== What is expected ==
Whichever lines of the entries hold the word "impl" should be identified and copied.
Provided material below:
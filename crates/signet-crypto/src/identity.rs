//! This device's long-term identity and identity key helpers.
//!
//! The identity key pair is Curve25519 (via libsignal). It is persisted as
//! an [`OwnIdentityRow`] and rebuilt into an [`OwnIdentity`] when the store
//! hydrates.

use libsignal_protocol::{IdentityKey, IdentityKeyPair, KeyPair};
use rand::rngs::OsRng;
use rand::Rng;
use serde::{Deserialize, Serialize};
use subtle::ConstantTimeEq;
use zeroize::{Zeroize, ZeroizeOnDrop};

use crate::error::StoreError;

/// Persisted form of this device's identity.
#[derive(Clone, Serialize, Deserialize, Zeroize, ZeroizeOnDrop)]
pub struct OwnIdentityRow {
    /// Serialized identity public key (33 bytes, type-prefixed).
    pub identity_public: Vec<u8>,
    /// 32-byte Curve25519 private key.
    pub identity_private: Vec<u8>,
    pub registration_id: u32,
    /// Stable peer id of this account, once known.
    pub peer_id: Option<String>,
}

impl OwnIdentityRow {
    pub fn new(key_pair: &IdentityKeyPair, registration_id: u32, peer_id: Option<String>) -> Self {
        Self {
            identity_public: key_pair.public_key().serialize().to_vec(),
            identity_private: key_pair.private_key().serialize().to_vec(),
            registration_id,
            peer_id,
        }
    }

    /// Reconstruct libsignal's IdentityKeyPair from the stored bytes.
    pub fn to_identity_key_pair(&self) -> Result<IdentityKeyPair, StoreError> {
        let key_pair =
            KeyPair::from_public_and_private(&self.identity_public, &self.identity_private)?;
        Ok(IdentityKeyPair::new(
            IdentityKey::new(key_pair.public_key),
            key_pair.private_key,
        ))
    }
}

/// Hydrated own identity, as used by migration and trust checks.
#[derive(Clone)]
pub struct OwnIdentity {
    pub key_pair: IdentityKeyPair,
    pub registration_id: u32,
    pub peer_id: Option<String>,
}

impl OwnIdentity {
    pub fn from_row(row: &OwnIdentityRow) -> Result<Self, StoreError> {
        Ok(Self {
            key_pair: row.to_identity_key_pair()?,
            registration_id: row.registration_id,
            peer_id: row.peer_id.clone(),
        })
    }

    pub fn public_key_bytes(&self) -> Vec<u8> {
        identity_key_to_bytes(self.key_pair.identity_key())
    }

    pub fn is_peer(&self, peer_id: &str) -> bool {
        self.peer_id.as_deref() == Some(peer_id)
    }
}

/// Generate a fresh identity key pair.
pub fn generate_identity_key_pair() -> IdentityKeyPair {
    IdentityKeyPair::generate(&mut OsRng)
}

/// Generate a registration id in Signal's 14-bit range.
pub fn generate_registration_id() -> u32 {
    OsRng.gen_range(1..=16380)
}

pub fn identity_key_to_bytes(key: &IdentityKey) -> Vec<u8> {
    key.serialize().to_vec()
}

pub fn identity_key_from_bytes(bytes: &[u8]) -> Result<IdentityKey, StoreError> {
    Ok(IdentityKey::decode(bytes)?)
}

/// Constant-time comparison of two serialized public keys.
pub fn keys_match(a: &[u8], b: &[u8]) -> bool {
    a.ct_eq(b).into()
}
End of Provided material.
== Finished task ==
impl OwnIdentityRow {
impl OwnIdentity {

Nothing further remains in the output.